Si no fuera por las dudas en él, podría haber caído allí.

—Estás llevando mucho peso estos días. Se siente bien dejar que alguien más tome el control, ¿no?

Sus manos se movieron más abajo, sus pulgares presionando su espalda baja, el jabón haciendo que todo fuera resbaladizo.

El miembro de Nash palpitaba más fuerte bajo el agua, imposible de ocultar ahora.

«Está haciendo esto a propósito», pensó. «O tal vez no. Tal vez solo está bromeando porque eso es lo que ella es. Pero joder, está jugando con mis nervios como si supiera exactamente lo que pasó esta noche».

Zayela mantuvo el ritmo perezoso, sus manos trabajando sus hombros de nuevo, los pulgares haciendo círculos lentamente.

El control de Nash se estaba desvaneciendo rápidamente. Abrió los ojos y la miró por encima del hombro.

—Zay… ¿estás segura de que quieres empezar esto? Estoy funcionando con el depósito vacío.

Ella inclinó la cabeza, sonriendo juguetonamente.

—¿Vacío? No te sientes vacío —su mano se hundió más, sus dedos rozando su miembro bajo el agua—. Me parece bastante lleno.

Nash gruñó, sus caderas moviéndose una vez.

—Ah… Esta cosa tiene su propio cerebro.

Zayela se inclinó, sus labios rozando su oreja.

—Entonces déjame cuidar de ambos.
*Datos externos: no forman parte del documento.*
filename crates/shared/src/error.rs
use std::fmt;

use serde::{Deserialize, Serialize};

/// User-facing failure categories of a wallet session.
#[derive(Debug, Clone, Copy, PartialEq, Eq, Hash, Serialize, Deserialize)]
#[serde(rename_all = "snake_case")]
pub enum FailureKind {
    ConfigFetch,
    SdkConstruction,
    AccountDiscovery,
    ContractRead,
    TransferSubmission,
    InvalidInput,
    Storage,
}

/// What a presentation layer should offer after a failure.
#[derive(Debug, Clone, Copy, PartialEq, Eq, Serialize, Deserialize)]
#[serde(rename_all = "snake_case")]
pub enum RetryAction {
    Connect,
    LoadBalance,
    SubmitTransfer,
    None,
}

impl FailureKind {
    pub fn retry_action(self) -> RetryAction {
        match self {
            FailureKind::ConfigFetch | FailureKind::SdkConstruction | FailureKind::AccountDiscovery => {
                RetryAction::Connect
            }
            FailureKind::ContractRead => RetryAction::LoadBalance,
            FailureKind::TransferSubmission => RetryAction::SubmitTransfer,
            FailureKind::InvalidInput | FailureKind::Storage => RetryAction::None,
        }
    }

    pub fn label(self) -> &'static str {
        match self {
            FailureKind::ConfigFetch => "network config unavailable",
            FailureKind::SdkConstruction => "network config rejected",
            FailureKind::AccountDiscovery => "no wallet account",
            FailureKind::ContractRead => "token read failed",
            FailureKind::TransferSubmission => "transfer failed",
            FailureKind::InvalidInput => "invalid input",
            FailureKind::Storage => "local storage error",
        }
    }
}

#[derive(Debug, Clone, PartialEq, Eq, Serialize, Deserialize)]
pub struct SessionFailure {
    pub kind: FailureKind,
    pub message: String,
}

impl SessionFailure {
    pub fn new(kind: FailureKind, message: impl Into<String>) -> Self {
        Self {
            kind,
            message: message.into(),
        }
    }

    pub fn retry_action(&self) -> RetryAction {
        self.kind.retry_action()
    }
}

impl fmt::Display for SessionFailure {
    fn fmt(&self, f: &mut fmt::Formatter<'_>) -> fmt::Result {
        write!(f, "{}: {}", self.kind.label(), self.message)
    }
}

#[cfg(test)]
mod tests {
    use super::*;

    #[test]
    fn connect_phase_failures_offer_reconnect() {
        for kind in [
            FailureKind::ConfigFetch,
            FailureKind::SdkConstruction,
            FailureKind::AccountDiscovery,
        ] {
            assert_eq!(kind.retry_action(), RetryAction::Connect);
        }
        assert_eq!(
            FailureKind::ContractRead.retry_action(),
            RetryAction::LoadBalance
        );
        assert_eq!(FailureKind::InvalidInput.retry_action(), RetryAction::None);
    }

    #[test]
    fn failure_serializes_kind_in_snake_case() {
        let failure = SessionFailure::new(FailureKind::ConfigFetch, "timed out");
        let json = serde_json::to_value(&failure).expect("json");
        assert_eq!(json["kind"], "config_fetch");
        assert_eq!(failure.to_string(), "network config unavailable: timed out");
    }
}
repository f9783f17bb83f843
//! Command orchestration from shell input to the backend command queue.

use crossbeam_channel::{Sender, TrySendError};

use crate::backend_bridge::commands::BackendCommand;

pub fn dispatch_backend_command(
    cmd_tx: &Sender<BackendCommand>,
    cmd: BackendCommand,
    status: &mut String,
) {
    let cmd_name = cmd.name();
    match cmd_tx.try_send(cmd) {
        Ok(()) => tracing::debug!(command = cmd_name, "queued shell->backend command"),
        Err(TrySendError::Full(_)) => {
            *status = format!("Command queue is full; '{cmd_name}' was dropped, please retry");
        }
        Err(TrySendError::Disconnected(_)) => {
            *status =
                "Backend worker stopped (possible startup failure); check the log and restart"
                    .to_string();
        }
    }
}
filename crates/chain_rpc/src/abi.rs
//! The three ERC-20 calls the wallet needs, encoded by hand.

use bigdecimal::num_bigint::{BigInt, Sign};
use shared::domain::AccountAddress;
use thiserror::Error;

pub const BALANCE_OF_SELECTOR: &str = "70a08231";
pub const DECIMALS_SELECTOR: &str = "313ce567";
pub const TRANSFER_SELECTOR: &str = "a9059cbb";

const WORD_HEX_LEN: usize = 64;

#[derive(Debug, Clone, PartialEq, Eq, Error)]
pub enum AbiError {
    #[error("uint256 cannot hold {0}")]
    OutOfRange(String),
    #[error("call returned no data")]
    EmptyReturn,
    #[error("invalid hex value: {0}")]
    InvalidHex(String),
}

fn encode_address(address: &AccountAddress) -> String {
    format!("{:0>width$}", address.digits(), width = WORD_HEX_LEN)
}

fn encode_uint(value: &BigInt) -> Result<String, AbiError> {
    if value.sign() == Sign::Minus || value.bits() > 256 {
        return Err(AbiError::OutOfRange(value.to_string()));
    }
    Ok(format!("{:0>width$}", value.to_str_radix(16), width = WORD_HEX_LEN))
}

pub fn balance_of_call(owner: &AccountAddress) -> String {
    format!("0x{BALANCE_OF_SELECTOR}{}", encode_address(owner))
}

pub fn decimals_call() -> String {
    format!("0x{DECIMALS_SELECTOR}")
}

pub fn transfer_call(recipient: &AccountAddress, amount: &BigInt) -> Result<String, AbiError> {
    Ok(format!(
        "0x{TRANSFER_SELECTOR}{}{}",
        encode_address(recipient),
        encode_uint(amount)?
    ))
}

/// Decodes the first word of an `eth_call` return value as an unsigned integer.
pub fn decode_uint(raw: &str) -> Result<BigInt, AbiError> {
    let digits = strip_hex_prefix(raw)?;
    if digits.is_empty() {
        return Err(AbiError::EmptyReturn);
    }
    if !digits.bytes().all(|b| b.is_ascii_hexdigit()) {
        return Err(AbiError::InvalidHex(raw.to_string()));
    }
    let word = &digits[..digits.len().min(WORD_HEX_LEN)];
    BigInt::parse_bytes(word.as_bytes(), 16).ok_or_else(|| AbiError::InvalidHex(raw.to_string()))
}

/// Parses a JSON-RPC quantity such as `"0x1b4"`.
pub fn parse_quantity(raw: &str) -> Result<u64, AbiError> {
    let digits = strip_hex_prefix(raw)?;
    if digits.is_empty() {
        return Err(AbiError::InvalidHex(raw.to_string()));
    }
    u64::from_str_radix(digits, 16).map_err(|_| AbiError::InvalidHex(raw.to_string()))
}

fn strip_hex_prefix(raw: &str) -> Result<&str, AbiError> {
    let trimmed = raw.trim();
    trimmed
        .strip_prefix("0x")
        .or_else(|| trimmed.strip_prefix("0X"))
        .ok_or_else(|| AbiError::InvalidHex(raw.to_string()))
}

#[cfg(test)]
mod tests {
    use super::*;

    fn addr(byte: &str) -> AccountAddress {
        AccountAddress::parse(&format!("0x{}", byte.repeat(20))).expect("address")
    }

    #[test]
    fn balance_of_pads_owner_to_one_word() {
        let call = balance_of_call(&addr("ab"));
        assert_eq!(call.len(), 2 + 8 + 64);
        assert!(call.starts_with("0x70a08231000000000000000000000000abab"));
    }

    #[test]
    fn transfer_encodes_recipient_and_amount_words() {
        let call = transfer_call(&addr("01"), &BigInt::from(10_000_000_000_000_000u64))
            .expect("call");
        assert_eq!(call.len(), 2 + 8 + 64 * 2);
        assert!(call.ends_with(&format!("{:0>64}", "2386f26fc10000")));
    }

    #[test]
    fn transfer_rejects_negative_and_oversized_amounts() {
        assert!(transfer_call(&addr("01"), &BigInt::from(-1)).is_err());
        let too_big = BigInt::from(1u8) << 256;
        assert!(matches!(
            transfer_call(&addr("01"), &too_big),
            Err(AbiError::OutOfRange(_))
        ));
    }

    #[test]
    fn decodes_return_words() {
        let word = format!("0x{:0>64}", "de0b6b3a7640000");
        assert_eq!(
            decode_uint(&word).expect("uint").to_string(),
            "1000000000000000000"
        );
        assert_eq!(decode_uint("0x12").expect("short").to_string(), "18");
        assert_eq!(decode_uint("0x"), Err(AbiError::EmptyReturn));
        assert!(matches!(decode_uint("12"), Err(AbiError::InvalidHex(_))));
    }

    #[test]
    fn non_hex_return_data_is_an_error() {
        let multibyte = format!("0x{}é", "a".repeat(63));
        assert!(matches!(decode_uint(&multibyte), Err(AbiError::InvalidHex(_))));
        assert!(matches!(decode_uint("0xzz"), Err(AbiError::InvalidHex(_))));
    }

    #[test]
    fn parses_quantities() {
        assert_eq!(parse_quantity("0x1b4").expect("qty"), 436);
        assert!(parse_quantity("0x").is_err());
    }
}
Solo relájate, no estás trabajando esta noche.

Sus manos se movieron a su pecho de nuevo, las palmas planas, frotando círculos lentos.

—Jugaste increíblemente hoy. Te mereces esto.
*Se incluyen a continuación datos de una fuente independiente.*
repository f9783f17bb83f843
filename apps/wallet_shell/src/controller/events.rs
//! Backend-to-shell events and error modeling.

use client_core::{SessionEvent, SessionSnapshot};
use shared::error::{FailureKind, RetryAction, SessionFailure};

pub enum UiEvent {
    Info(String),
    Session(SessionEvent),
    Snapshot(SessionSnapshot),
    Error(UiError),
}

#[derive(Debug, Clone, Copy, PartialEq, Eq)]
pub enum UiErrorCategory {
    Network,
    Configuration,
    Wallet,
    Contract,
    Transaction,
    Validation,
    Storage,
    Unknown,
}

#[derive(Debug, Clone, Copy, PartialEq, Eq)]
pub enum UiErrorContext {
    BackendStartup,
    Connect,
    Balance,
    Transfer,
    General,
}

#[derive(Debug, Clone)]
pub struct UiError {
    category: UiErrorCategory,
    context: UiErrorContext,
    message: String,
    retry: RetryAction,
}

impl UiError {
    pub fn from_failure(failure: &SessionFailure) -> Self {
        let (category, context) = match failure.kind {
            FailureKind::ConfigFetch => (UiErrorCategory::Network, UiErrorContext::Connect),
            FailureKind::SdkConstruction => {
                (UiErrorCategory::Configuration, UiErrorContext::Connect)
            }
            FailureKind::AccountDiscovery => (UiErrorCategory::Wallet, UiErrorContext::Connect),
            FailureKind::ContractRead => (UiErrorCategory::Contract, UiErrorContext::Balance),
            FailureKind::TransferSubmission => {
                (UiErrorCategory::Transaction, UiErrorContext::Transfer)
            }
            FailureKind::InvalidInput => (UiErrorCategory::Validation, UiErrorContext::Transfer),
            FailureKind::Storage => (UiErrorCategory::Storage, UiErrorContext::General),
        };
        Self {
            category,
            context,
            message: failure.to_string(),
            retry: failure.retry_action(),
        }
    }

    /// Errors raised outside the session, e.g. while the worker starts.
    pub fn from_message(context: UiErrorContext, message: impl Into<String>) -> Self {
        let message = message.into();
        let lower = message.to_ascii_lowercase();
        let category = if lower.contains("sqlite") || lower.contains("database") {
            UiErrorCategory::Storage
        } else if lower.contains("invalid") || lower.contains("malformed") {
            UiErrorCategory::Configuration
        } else if lower.contains("timed out")
            || lower.contains("connection")
            || lower.contains("dns")
            || lower.contains("unreachable")
        {
            UiErrorCategory::Network
        } else {
            UiErrorCategory::Unknown
        };
        Self {
            category,
            context,
            message,
            retry: RetryAction::None,
        }
    }

    pub fn category(&self) -> UiErrorCategory {
        self.category
    }

    pub fn context(&self) -> UiErrorContext {
        self.context
    }

    pub fn message(&self) -> &str {
        &self.message
    }

    pub fn retry(&self) -> RetryAction {
        self.retry
    }
}

#[cfg(test)]
mod tests {
    use super::*;

    #[test]
    fn failure_kinds_map_to_distinct_categories() {
        let fetch = UiError::from_failure(&SessionFailure::new(
            FailureKind::ConfigFetch,
            "connection refused",
        ));
        assert_eq!(fetch.category(), UiErrorCategory::Network);
        assert_eq!(fetch.context(), UiErrorContext::Connect);
        assert_eq!(fetch.retry(), RetryAction::Connect);
        assert_eq!(
            fetch.message(),
            "network config unavailable: connection refused"
        );

        let read = UiError::from_failure(&SessionFailure::new(FailureKind::ContractRead, "revert"));
        assert_eq!(read.category(), UiErrorCategory::Contract);
        assert_eq!(read.retry(), RetryAction::LoadBalance);

        let input = UiError::from_failure(&SessionFailure::new(FailureKind::InvalidInput, "amount"));
        assert_eq!(input.category(), UiErrorCategory::Validation);
        assert_eq!(input.retry(), RetryAction::None);
    }

    #[test]
    fn startup_messages_are_classified() {
        let storage = UiError::from_message(
            UiErrorContext::BackendStartup,
            "failed to open sqlite database 'sqlite://x.db'",
        );
        assert_eq!(storage.category(), UiErrorCategory::Storage);
        assert_eq!(storage.retry(), RetryAction::None);

        let url = UiError::from_message(UiErrorContext::BackendStartup, "invalid config url 'x'");
        assert_eq!(url.category(), UiErrorCategory::Configuration);
    }
}
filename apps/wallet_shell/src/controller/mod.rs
//! Controller layer: UI events, error modeling, and command orchestration.

pub mod events;
pub mod orchestration;
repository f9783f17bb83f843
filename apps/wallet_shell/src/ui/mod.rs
//! Terminal surface: command parsing and screen rendering.

pub mod input;
pub mod screens;
use std::{path::PathBuf, time::Duration};

use anyhow::{Context, Result};
use clap::{Parser, Subcommand};
use client_core::{
    config_source::DEFAULT_CONFIG_URL, ConfigSource, FileConfigSource, HttpConfigSource,
};
use shared::network::{NetworkConfig, DEFAULT_NETWORK_ENV};
use storage::{KeyValueStore, Storage, LOGGED_IN_KEY};
use url::Url;

#[derive(Parser, Debug)]
struct Cli {
    #[arg(long, default_value = "sqlite://./data/wallet_shell.db")]
    database_url: String,
    #[command(subcommand)]
    command: Command,
}

#[derive(Subcommand, Debug)]
enum Command {
    /// Fetch a network document and print the validated environment.
    InspectConfig {
        #[arg(long, default_value = DEFAULT_CONFIG_URL, conflicts_with = "file")]
        url: String,
        #[arg(long)]
        file: Option<PathBuf>,
        #[arg(long, default_value = DEFAULT_NETWORK_ENV)]
        env: String,
    },
    /// Print the stored session marker.
    ShowFlag,
    /// Remove the stored session marker.
    ClearFlag,
}

#[tokio::main]
async fn main() -> Result<()> {
    let cli = Cli::parse();

    match cli.command {
        Command::InspectConfig { url, file, env } => {
            let source: Box<dyn ConfigSource> = match file {
                Some(path) => Box::new(FileConfigSource::new(path)),
                None => {
                    let url = Url::parse(&url).with_context(|| format!("invalid url '{url}'"))?;
                    Box::new(HttpConfigSource::new(url, Duration::from_secs(20))?)
                }
            };
            let document = source.fetch_document().await?;
            println!(
                "environments in {}: {}",
                source.describe(),
                NetworkConfig::environments(&document).join(", ")
            );
            let config = NetworkConfig::from_document(&document, &env)
                .with_context(|| format!("environment '{env}' is not usable"))?;
            println!("{}", serde_json::to_string_pretty(&config)?);
        }
        Command::ShowFlag => {
            let storage = Storage::new(&cli.database_url).await?;
            match storage.get(LOGGED_IN_KEY).await? {
                Some(value) => {
                    let since = storage
                        .updated_at(LOGGED_IN_KEY)
                        .await?
                        .map(|at| at.to_rfc3339())
                        .unwrap_or_default();
                    println!("{LOGGED_IN_KEY}={value} {since}");
                }
                None => println!("{LOGGED_IN_KEY} is not set"),
            }
        }
        Command::ClearFlag => {
            let storage = Storage::new(&cli.database_url).await?;
            storage.remove(LOGGED_IN_KEY).await?;
            println!("cleared {LOGGED_IN_KEY}");
        }
    }

    Ok(())
}
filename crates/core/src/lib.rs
#![forbid(unsafe_code)]

pub mod error;
pub mod model;
pub mod selector;
pub mod time;

pub use error::Error;
pub use time::Clock;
Nash le dio una sonrisa burlona.

—¿Sí? ¿Qué es exactamente lo que voy a recibir?

Ella se rio suavemente, vertiendo más jabón directamente sobre su pecho, dejándolo correr entre sus pechos en gruesos chorros blancos.
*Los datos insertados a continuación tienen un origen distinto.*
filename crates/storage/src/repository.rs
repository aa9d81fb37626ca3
use async_trait::async_trait;
use quiz_core::model::{
    QuizSession, RecommendationResult, SessionId, SessionResult, UserId,
};
use std::collections::HashMap;
use std::sync::{Arc, Mutex};
use thiserror::Error;

/// Errors surfaced by storage adapters.
#[derive(Debug, Error)]
#[non_exhaustive]
pub enum StorageError {
    #[error("not found")]
    NotFound,

    #[error("conflict")]
    Conflict,

    #[error("invalid record: {0}")]
    Invalid(String),

    #[error("connection error: {0}")]
    Connection(String),

    #[error("serialization error: {0}")]
    Serialization(String),
}

/// Append-only history of finalized sessions.
#[async_trait]
pub trait SessionRepository: Send + Sync {
    /// Persist a finalized session together with its answers and score records.
    ///
    /// # Errors
    ///
    /// Returns `StorageError::Invalid` if the session is still open,
    /// `StorageError::Conflict` if the session id was already stored.
    async fn append_session(&self, session: &QuizSession) -> Result<(), StorageError>;

    /// Fetch a full session including its answers.
    ///
    /// # Errors
    ///
    /// Returns `StorageError::NotFound` if missing, or other storage errors.
    async fn get_session(&self, id: SessionId) -> Result<QuizSession, StorageError>;

    /// Fetch the per-domain result of a stored session.
    ///
    /// # Errors
    ///
    /// Returns `StorageError::NotFound` if missing, or other storage errors.
    async fn get_result(&self, id: SessionId) -> Result<SessionResult, StorageError>;

    /// Results for a user, newest first.
    ///
    /// # Errors
    ///
    /// Returns `StorageError` on backend failures.
    async fn list_history(
        &self,
        user_id: &UserId,
        limit: u32,
    ) -> Result<Vec<SessionResult>, StorageError>;
}

/// Derived recommendations, replaced wholesale per session.
#[async_trait]
pub trait RecommendationRepository: Send + Sync {
    /// Store recommendations for a session, replacing any previous set.
    ///
    /// # Errors
    ///
    /// Returns `StorageError::NotFound` if the session was never stored.
    async fn replace_recommendations(
        &self,
        result: &RecommendationResult,
    ) -> Result<(), StorageError>;

    /// # Errors
    ///
    /// Returns `StorageError` on backend failures.
    async fn get_recommendations(
        &self,
        session_id: SessionId,
    ) -> Result<Option<RecommendationResult>, StorageError>;
}

pub(crate) fn result_of(session: &QuizSession) -> Result<SessionResult, StorageError> {
    SessionResult::from_session(session).map_err(|e| StorageError::Invalid(e.to_string()))
}

/// Simple in-memory repository implementation for testing and prototyping.
#[derive(Clone, Default)]
pub struct InMemoryRepository {
    sessions: Arc<Mutex<Vec<QuizSession>>>,
    recommendations: Arc<Mutex<HashMap<SessionId, RecommendationResult>>>,
}

impl InMemoryRepository {
    #[must_use]
    pub fn new() -> Self {
        Self::default()
    }
}

fn poisoned<E: std::fmt::Display>(e: E) -> StorageError {
    StorageError::Connection(e.to_string())
}

#[async_trait]
impl SessionRepository for InMemoryRepository {
    async fn append_session(&self, session: &QuizSession) -> Result<(), StorageError> {
        result_of(session)?;
        let mut guard = self.sessions.lock().map_err(poisoned)?;
        if guard.iter().any(|s| s.id() == session.id()) {
            return Err(StorageError::Conflict);
        }
        guard.push(session.clone());
        Ok(())
    }

    async fn get_session(&self, id: SessionId) -> Result<QuizSession, StorageError> {
        let guard = self.sessions.lock().map_err(poisoned)?;
        guard
            .iter()
            .find(|s| s.id() == id)
            .cloned()
            .ok_or(StorageError::NotFound)
    }

    async fn get_result(&self, id: SessionId) -> Result<SessionResult, StorageError> {
        let session = self.get_session(id).await?;
        result_of(&session)
    }

    async fn list_history(
        &self,
        user_id: &UserId,
        limit: u32,
    ) -> Result<Vec<SessionResult>, StorageError> {
        let guard = self.sessions.lock().map_err(poisoned)?;
        // Newest insert first, then a stable sort keeps that order among equal timestamps.
        let mut mine: Vec<&QuizSession> = guard
            .iter()
            .rev()
            .filter(|s| s.user_id() == user_id)
            .collect();
        mine.sort_by(|a, b| b.completed_at().cmp(&a.completed_at()));

        let limit = usize::try_from(limit).unwrap_or(usize::MAX);
        mine.into_iter().take(limit).map(result_of).collect()
    }
}

#[async_trait]
impl RecommendationRepository for InMemoryRepository {
    async fn replace_recommendations(
        &self,
        result: &RecommendationResult,
    ) -> Result<(), StorageError> {
        {
            let sessions = self.sessions.lock().map_err(poisoned)?;
            if !sessions.iter().any(|s| s.id() == result.session_id()) {
                return Err(StorageError::NotFound);
            }
        }
        let mut guard = self.recommendations.lock().map_err(poisoned)?;
        guard.insert(result.session_id(), result.clone());
        Ok(())
    }

    async fn get_recommendations(
        &self,
        session_id: SessionId,
    ) -> Result<Option<RecommendationResult>, StorageError> {
        let guard = self.recommendations.lock().map_err(poisoned)?;
        Ok(guard.get(&session_id).cloned())
    }
}

/// Repository handles behind trait objects, passed explicitly to services.
#[derive(Clone)]
pub struct Storage {
    pub sessions: Arc<dyn SessionRepository>,
    pub recommendations: Arc<dyn RecommendationRepository>,
}

impl Storage {
    #[must_use]
    pub fn in_memory() -> Self {
        let repo = InMemoryRepository::new();
        let sessions: Arc<dyn SessionRepository> = Arc::new(repo.clone());
        let recommendations: Arc<dyn RecommendationRepository> = Arc::new(repo);
        Self {
            sessions,
            recommendations,
        }
    }
}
—Una recompensa —dijo casualmente—. Por todo ese duro trabajo.

Se ahuecó los pechos, frotando el jabón con movimientos lentos, extendiendo las burbujas que formaban espuma entre sus palmas y extendiéndolas sobre la suave piel marrón.

El jabón se deslizó por el profundo valle entre ellos, goteando de sus duros pezones en gruesos hilos brillantes bajo la luz.

Nash observaba, con la garganta seca, su miembro palpitando con más fuerza.

Ella se inclinó hacia adelante, presionándolos juntos alrededor de su miembro bajo el agua, y comenzó a moverse, sus pechos apretándolo con firmeza, deslizándose arriba y abajo. Sonrió dulcemente.

—Ahora relájate, y déjame cuidarte.

El agua se enfrió a su alrededor, sus pechos cálidos contra su piel, sosteniéndolo justo donde ella quería.

Nash exhaló lentamente, cansado, pero sonriendo a pesar de sí mismo.

Era solo un baño, una simple recompensa que no iría más lejos, pero tal vez el momento más importante del día.